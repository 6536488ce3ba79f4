//! User roles.
//!
//! Hierarchy, highest first: admin, staff, teacher, student.

use serde::{Deserialize, Serialize};
use utoipa::ToSchema;

#[derive(
    Debug, Clone, Copy, PartialEq, Eq, Hash, Serialize, Deserialize, ToSchema, sqlx::Type,
)]
#[sqlx(type_name = "user_role", rename_all = "lowercase")]
#[serde(rename_all = "lowercase")]
pub enum Role {
    Admin,
    Staff,
    Teacher,
    Student,
}

impl Role {
    pub const ALL: [Role; 4] = [Role::Admin, Role::Staff, Role::Teacher, Role::Student];

    pub fn as_str(self) -> &'static str {
        match self {
            Role::Admin => "admin",
            Role::Staff => "staff",
            Role::Teacher => "teacher",
            Role::Student => "student",
        }
    }

    /// Higher is more privileged.
    pub fn level(self) -> u8 {
        match self {
            Role::Admin => 4,
            Role::Staff => 3,
            Role::Teacher => 2,
            Role::Student => 1,
        }
    }

    pub fn at_least(self, other: Role) -> bool {
        self.level() >= other.level()
    }

    pub fn is_admin(self) -> bool {
        self == Role::Admin
    }

    pub fn is_teacher(self) -> bool {
        self == Role::Teacher
    }

    pub fn is_student(self) -> bool {
        self == Role::Student
    }

    pub fn is_any_of(self, roles: &[Role]) -> bool {
        roles.contains(&self)
    }
}

impl std::fmt::Display for Role {
    fn fmt(&self, f: &mut std::fmt::Formatter<'_>) -> std::fmt::Result {
        f.write_str(self.as_str())
    }
}

impl std::str::FromStr for Role {
    type Err = String;

    fn from_str(s: &str) -> Result<Self, Self::Err> {
        match s.trim().to_ascii_lowercase().as_str() {
            "admin" => Ok(Role::Admin),
            "staff" => Ok(Role::Staff),
            "teacher" => Ok(Role::Teacher),
            "student" => Ok(Role::Student),
            other => Err(format!("Unknown role: {other}")),
        }
    }
}

#[cfg(test)]
mod tests {
    use super::*;

    #[test]
    fn test_hierarchy() {
        assert!(Role::Admin.at_least(Role::Staff));
        assert!(Role::Staff.at_least(Role::Teacher));
        assert!(Role::Teacher.at_least(Role::Student));
        assert!(!Role::Student.at_least(Role::Teacher));
        assert!(Role::Teacher.at_least(Role::Teacher));
    }

    #[test]
    fn test_parse() {
        assert_eq!("ADMIN".parse::<Role>(), Ok(Role::Admin));
        assert_eq!(" staff ".parse::<Role>(), Ok(Role::Staff));
        assert!("rector".parse::<Role>().is_err());
    }

    #[test]
    fn test_predicates() {
        assert!(Role::Admin.is_admin());
        assert!(Role::Teacher.is_teacher());
        assert!(Role::Student.is_student());
        assert!(Role::Staff.is_any_of(&[Role::Admin, Role::Staff]));
        assert!(!Role::Student.is_any_of(&[Role::Admin, Role::Staff]));
    }

    #[test]
    fn test_serde_lowercase() {
        assert_eq!(serde_json::to_string(&Role::Staff).unwrap(), r#""staff""#);
        let role: Role = serde_json::from_str(r#""teacher""#).unwrap();
        assert_eq!(role, Role::Teacher);
    }
}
---*---
ABOUT THIS EXERCISE:
Wherever the string "impl" appears in the entries above, return the line it appears on.

EXERCISE ANSWER:
impl Role {
impl std::fmt::Display for Role {
impl std::str::FromStr for Role {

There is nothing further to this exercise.